小鼠肝脏分叶结构明显并都有相对独立的肝静脉系统和Glisson系统，各肝叶比重相对固定，便于进行不同比例肝部分切除，且其胆囊解剖更接近人类。且小鼠大部分肝切除模型是当前研究肝脏再生的最佳模型，可用于模拟肝脏再生的起始、增殖和终止阶段。

肝切除模型造模方法:

（一）用2%异氟的烷气体麻醉小鼠。

（二）腹部消毒后，取剑突下腹部正中竖切口，长度 1.5cm-3cm，开腹时注意不要损伤腹腔器官组织，依次切开表皮、肌层及腹膜，找到肝脏，用镊子拉开并固定两侧腹肌，充分暴露肝脏。

（三）用眼科剪游离与肝脏相关的韧带，先后结扎肝中叶及左外侧叶并切除，注意保留胆囊；结扎时要靠近肝叶基底，尽量减少肝叶的残留和对血管的损伤，结扎时动作要轻柔，避免撕扯到肝下的血管。

但值得注意的是，结扎中叶时线结的位置不能太靠近肝上的腔静脉，否则会导致静脉闭塞或狭窄，阻碍残留的右叶和尾叶的血液回流，从而导致肝组织的坏死和再生的失败。
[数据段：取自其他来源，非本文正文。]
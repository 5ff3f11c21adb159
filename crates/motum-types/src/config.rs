//! Controller and collision-avoidance configuration.
//!
//! Every field has a serde default so a partial TOML table is enough.

use std::collections::BTreeMap;

use serde::{Deserialize, Serialize};

fn default_sample_period() -> f64 {
    0.05
}
fn default_prediction_horizon() -> usize {
    7
}
fn default_max_derivative() -> usize {
    3
}
fn default_max_trajectory_length() -> f64 {
    30.0
}
fn default_first_sample_timeout_ms() -> u64 {
    500
}
fn default_convergence_velocity() -> f64 {
    0.01
}
fn default_convergence_window() -> usize {
    10
}
fn default_minimum_episode_time() -> f64 {
    1.0
}

/// Settings of the control loop.
#[derive(Debug, Clone, PartialEq, Serialize, Deserialize)]
pub struct ControllerConfig {
    /// Seconds of control time per tick.
    #[serde(default = "default_sample_period")]
    pub sample_period: f64,
    #[serde(default = "default_prediction_horizon")]
    pub prediction_horizon: usize,
    /// Highest derivative the solver plans (3 = jerk).
    #[serde(default = "default_max_derivative")]
    pub max_derivative: usize,
    /// Control-time budget of one episode, in seconds.
    #[serde(default = "default_max_trajectory_length")]
    pub max_trajectory_length: f64,
    /// How long the first sync waits for a joint-state sample.
    #[serde(default = "default_first_sample_timeout_ms")]
    pub first_sample_timeout_ms: u64,
    /// Consecutive sync timeouts tolerated before failing; `None` retries forever.
    #[serde(default, skip_serializing_if = "Option::is_none")]
    pub sensor_timeout_budget: Option<u32>,
    #[serde(default = "default_convergence_velocity")]
    pub convergence_velocity: f64,
    #[serde(default = "default_convergence_window")]
    pub convergence_window: usize,
    /// Implicit success is never declared before this much control time.
    #[serde(default = "default_minimum_episode_time")]
    pub minimum_episode_time: f64,
    #[serde(default)]
    pub collision_avoidance: CollisionAvoidanceConfig,
    /// Hold every tick to `sample_period` of wall-clock time.  Off for the
    /// simulator, on for a robot that consumes commands in real time.
    #[serde(default)]
    pub realtime: bool,
}

impl Default for ControllerConfig {
    fn default() -> Self {
        Self {
            sample_period: default_sample_period(),
            prediction_horizon: default_prediction_horizon(),
            max_derivative: default_max_derivative(),
            max_trajectory_length: default_max_trajectory_length(),
            first_sample_timeout_ms: default_first_sample_timeout_ms(),
            sensor_timeout_budget: None,
            convergence_velocity: default_convergence_velocity(),
            convergence_window: default_convergence_window(),
            minimum_episode_time: default_minimum_episode_time(),
            collision_avoidance: CollisionAvoidanceConfig::default(),
            realtime: false,
        }
    }
}

impl ControllerConfig {
    /// Number of future ticks the solver plans over.
    pub fn control_horizon(&self) -> usize {
        let dropped = self.max_derivative.saturating_sub(1);
        self.prediction_horizon.saturating_sub(dropped).max(1)
    }

    /// Reject values the control loop cannot run with.
    pub fn validate(&self) -> Result<(), String> {
        positive("sample_period", self.sample_period)?;
        positive("max_trajectory_length", self.max_trajectory_length)?;
        non_negative("convergence_velocity", self.convergence_velocity)?;
        non_negative("minimum_episode_time", self.minimum_episode_time)?;
        let ca = &self.collision_avoidance;
        non_negative("collision_avoidance.max_velocity", ca.max_velocity)?;
        non_negative("collision_avoidance.unchecked_distance", ca.unchecked_distance)?;
        let thresholds = std::iter::once(("external_default".to_string(), ca.external_default.hard, ca.external_default.soft))
            .chain(ca.external.iter().map(|(joint, t)| (format!("external.{joint}"), t.hard, t.soft)))
            .chain(std::iter::once(("self_default".to_string(), ca.self_default.hard, ca.self_default.soft)))
            .chain(ca.self_links.iter().map(|(link, t)| (format!("self_links.{link}"), t.hard, t.soft)))
            .chain(
                ca.self_pairs
                    .iter()
                    .map(|p| (format!("self_pairs.{}/{}", p.link_a, p.link_b), p.hard, p.soft)),
            );
        for (field, hard, soft) in thresholds {
            finite(&format!("collision_avoidance.{field}.hard"), hard)?;
            finite(&format!("collision_avoidance.{field}.soft"), soft)?;
        }
        Ok(())
    }
}

fn finite(field: &str, value: f64) -> Result<(), String> {
    if value.is_finite() {
        Ok(())
    } else {
        Err(format!("{field}: must be finite, got {value}"))
    }
}

fn non_negative(field: &str, value: f64) -> Result<(), String> {
    finite(field, value)?;
    if value < 0.0 {
        return Err(format!("{field}: must not be negative, got {value}"));
    }
    Ok(())
}

fn positive(field: &str, value: f64) -> Result<(), String> {
    finite(field, value)?;
    if value <= 0.0 {
        return Err(format!("{field}: must be positive, got {value}"));
    }
    Ok(())
}

// ────────────────────────────────────────────────────────────────────────────
// Collision avoidance
// ────────────────────────────────────────────────────────────────────────────

#[derive(Debug, Clone, Copy, PartialEq, Serialize, Deserialize)]
pub struct Thresholds {
    pub hard: f64,
    pub soft: f64,
}

impl Default for Thresholds {
    fn default() -> Self {
        Self {
            hard: 0.0,
            soft: 0.05,
        }
    }
}

#[derive(Debug, Clone, Copy, PartialEq, Serialize, Deserialize)]
pub struct ExternalThresholds {
    #[serde(default)]
    pub hard: f64,
    #[serde(default = "default_soft")]
    pub soft: f64,
    #[serde(default = "default_repellers")]
    pub repellers: usize,
}

fn default_soft() -> f64 {
    0.05
}
fn default_repellers() -> usize {
    1
}

impl Default for ExternalThresholds {
    fn default() -> Self {
        Self {
            hard: 0.0,
            soft: default_soft(),
            repellers: default_repellers(),
        }
    }
}

/// Thresholds for one specific self-collision link pair.
#[derive(Debug, Clone, PartialEq, Serialize, Deserialize)]
pub struct PairThresholds {
    pub link_a: String,
    pub link_b: String,
    pub hard: f64,
    pub soft: f64,
}

fn default_max_velocity() -> f64 {
    0.2
}
fn default_unchecked_distance() -> f64 {
    100.0
}

#[derive(Debug, Clone, PartialEq, Serialize, Deserialize)]
pub struct CollisionAvoidanceConfig {
    /// Used for joints without an entry in `external`.
    #[serde(default)]
    pub external_default: ExternalThresholds,
    /// Keyed by controlled joint name.
    #[serde(default)]
    pub external: BTreeMap<String, ExternalThresholds>,
    /// Repeller count for leaf (end-effector) joints.
    #[serde(default = "default_repellers")]
    pub eef_repellers: usize,
    #[serde(default)]
    pub self_default: Thresholds,
    /// Keyed by link name.
    #[serde(default)]
    pub self_links: BTreeMap<String, Thresholds>,
    #[serde(default)]
    pub self_pairs: Vec<PairThresholds>,
    #[serde(default = "default_repellers")]
    pub self_repellers: usize,
    /// Speed at which a repeller may push a link away, m/s.
    #[serde(default = "default_max_velocity")]
    pub max_velocity: f64,
    /// Distance reported for empty repeller slots.
    #[serde(default = "default_unchecked_distance")]
    pub unchecked_distance: f64,
}

impl Default for CollisionAvoidanceConfig {
    fn default() -> Self {
        Self {
            external_default: ExternalThresholds::default(),
            external: BTreeMap::new(),
            eef_repellers: default_repellers(),
            self_default: Thresholds::default(),
            self_links: BTreeMap::new(),
            self_pairs: Vec::new(),
            self_repellers: default_repellers(),
            max_velocity: default_max_velocity(),
            unchecked_distance: default_unchecked_distance(),
        }
    }
}

impl CollisionAvoidanceConfig {
    pub fn external_for(&self, joint: &str) -> ExternalThresholds {
        self.external.get(joint).copied().unwrap_or(self.external_default)
    }

    pub fn self_for_link(&self, link: &str) -> Thresholds {
        self.self_links.get(link).copied().unwrap_or(self.self_default)
    }

    /// Thresholds configured for exactly `(link_a, link_b)`, in that order.
    pub fn self_for_pair(&self, link_a: &str, link_b: &str) -> Option<Thresholds> {
        self.self_pairs
            .iter()
            .find(|p| p.link_a == link_a && p.link_b == link_b)
            .map(|p| Thresholds {
                hard: p.hard,
                soft: p.soft,
            })
    }
}

#[cfg(test)]
mod tests {
    use super::*;

    #[test]
    fn control_horizon_drops_higher_derivatives() {
        let cfg = ControllerConfig::default();
        assert_eq!(cfg.control_horizon(), 5);

        let short = ControllerConfig {
            prediction_horizon: 1,
            ..ControllerConfig::default()
        };
        assert_eq!(short.control_horizon(), 1);
    }

    #[test]
    fn default_config_is_valid() {
        assert_eq!(ControllerConfig::default().validate(), Ok(()));
    }

    #[test]
    fn negative_rates_are_rejected() {
        let mut cfg = ControllerConfig::default();
        cfg.collision_avoidance.max_velocity = -0.2;
        let err = cfg.validate().unwrap_err();
        assert!(err.starts_with("collision_avoidance.max_velocity"), "{err}");

        let cfg = ControllerConfig {
            sample_period: 0.0,
            ..ControllerConfig::default()
        };
        assert!(cfg.validate().unwrap_err().starts_with("sample_period"));

        let mut cfg = ControllerConfig::default();
        cfg.collision_avoidance.external_default.soft = f64::NAN;
        assert!(cfg.validate().unwrap_err().contains("external_default.soft"));
    }

    #[test]
    fn partial_config_fills_defaults() {
        let cfg: ControllerConfig = serde_json::from_str(
            r#"{"sample_period": 0.01, "collision_avoidance": {"eef_repellers": 4}}"#,
        )
        .unwrap();
        assert_eq!(cfg.sample_period, 0.01);
        assert_eq!(cfg.prediction_horizon, 7);
        assert_eq!(cfg.collision_avoidance.eef_repellers, 4);
        assert_eq!(cfg.collision_avoidance.self_repellers, 1);
        assert_eq!(cfg.collision_avoidance.unchecked_distance, 100.0);
    }

    #[test]
    fn pair_lookup_is_order_sensitive() {
        let mut ca = CollisionAvoidanceConfig::default();
        ca.self_pairs.push(PairThresholds {
            link_a: "a".into(),
            link_b: "b".into(),
            hard: 0.01,
            soft: 0.2,
        });
        assert!(ca.self_for_pair("a", "b").is_some());
        assert!(ca.self_for_pair("b", "a").is_none());
    }
}
impl Window {
    fn new(config: &CollisionAvoidanceConfig, sample_period: f64, control_horizon: usize) -> Self {
        let horizon_time = sample_period * control_horizon.max(1) as f64;
        Self {
            qp_limit: config.max_velocity * horizon_time,
            horizon_time,
        }
    }

    /// Bounds for one repeller at `distance` with the given thresholds.
    fn bounds(&self, distance: f64, hard: f64, soft: f64) -> (Bounds, f64) {
        let limit = self.qp_limit;
        let hard = hard.min(soft / 2.0);
        let lower = symmetric_clamp(soft - distance, limit);
        let slack = if distance > hard {
            symmetric_clamp(soft - hard, limit)
        } else {
            lower
        };
        let slack = slack / self.horizon_time;
        let slack = if distance > FAR_AWAY {
            FAR_AWAY_SLACK
        } else {
            slack.max(0.0)
        };
        (
            Bounds::Inequality {
                lower,
                upper: Some(slack),
            },
            slack,
        )
    }
}

/// `value` limited to `±limit`; unlike `f64::clamp` a negative or NaN limit
/// cannot panic.
fn symmetric_clamp(value: f64, limit: f64) -> f64 {
    value.max(-limit).min(limit)
}

fn repeller_weight(contacts: usize, repellers: usize) -> f64 {
    match contacts.min(repellers) {
        0 => 0.0,
        n => WEIGHT_COLLISION_AVOIDANCE / n as f64,
    }
}

fn repeller(
    name: String,
    expression: Expression,
    window: Window,
    distance: f64,
    thresholds: Thresholds,
    weight: f64,
    max_velocity: f64,
) -> Constraint {
    let (bounds, slack) = window.bounds(distance, thresholds.hard, thresholds.soft);
    Constraint {
        name,
        expression,
        bounds,
        weight,
        weight_class: WeightClass::CollisionAvoidance,
        reference_velocity: max_velocity,
        upper_slack_limit: Some(slack),
    }
}

pub struct CollisionSynthesizer {
    policy: CollisionPolicy,
    config: CollisionAvoidanceConfig,
    query_distance: f64,
}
因此，线结的位置应该超过胆囊，但与上腔静脉的距离应不小于2mm。

（四）回纳剩余肝组织及腹内容物，依次缝合关腹，缝合后再次消毒切口。术后禁食禁水6h。皮下注射5%葡萄糖的注射液替代术中蒸发损失，出血和液体移位中的液体损失，并作营养用，放置于37℃温箱复温6h。

（五）以手术结束为0h，根据分组时间点要求分别于术后24h、72h、7d将动物处死，称量并记录各组再生肝脏的重量，取样。肝组织收集后迅速-80℃低温冰箱保存。

构建肝脏缺血再灌注损伤模型

实验动物选择

缺血再灌注损伤实验模型多选用大鼠等啮齿类动物来建立。相对与大小鼠而言，小鼠具有饲养成本低、空间利用率高、药剂消耗量小、操作同步性好等优点。

动物品系：Balb/c小鼠，雄性，周龄为6-8w

造模方法

1、 术前12h禁食，自由饮水。

2、 腹腔注射麻醉，麻醉成功后将小鼠平躺在手术的台上胶带固定四肢，将小鼠腹部术去毛，用碘酒和75％乙醇术区消毒。

3、 取腹正中切口1cm，打开腹腔，小心分离出肝脏供血的门静脉和肝动脉。

4、 用无创血管的夹夹闭门静脉和肝动脉，0.5min后，肉眼可见阻断叶明显变白，说明阻断成功，用止血的钳夹闭皮肤切口临时关闭腹腔，将小鼠放恒温加热毯上保温。

5、 完成持续缺血60min后，重新打开腹腔，迅速取出血管的夹，恢复缺血肝血流，0.5min左右可见缺血区肝脏由白色逐渐恢复为鲜红色表明再灌注成功，逐层缝合腹腔肌肉和皮肤关闭腹腔，完成手术。待小鼠清醒后放回饲养室饲养，密切关注小鼠的状态及生存状况并做好记录。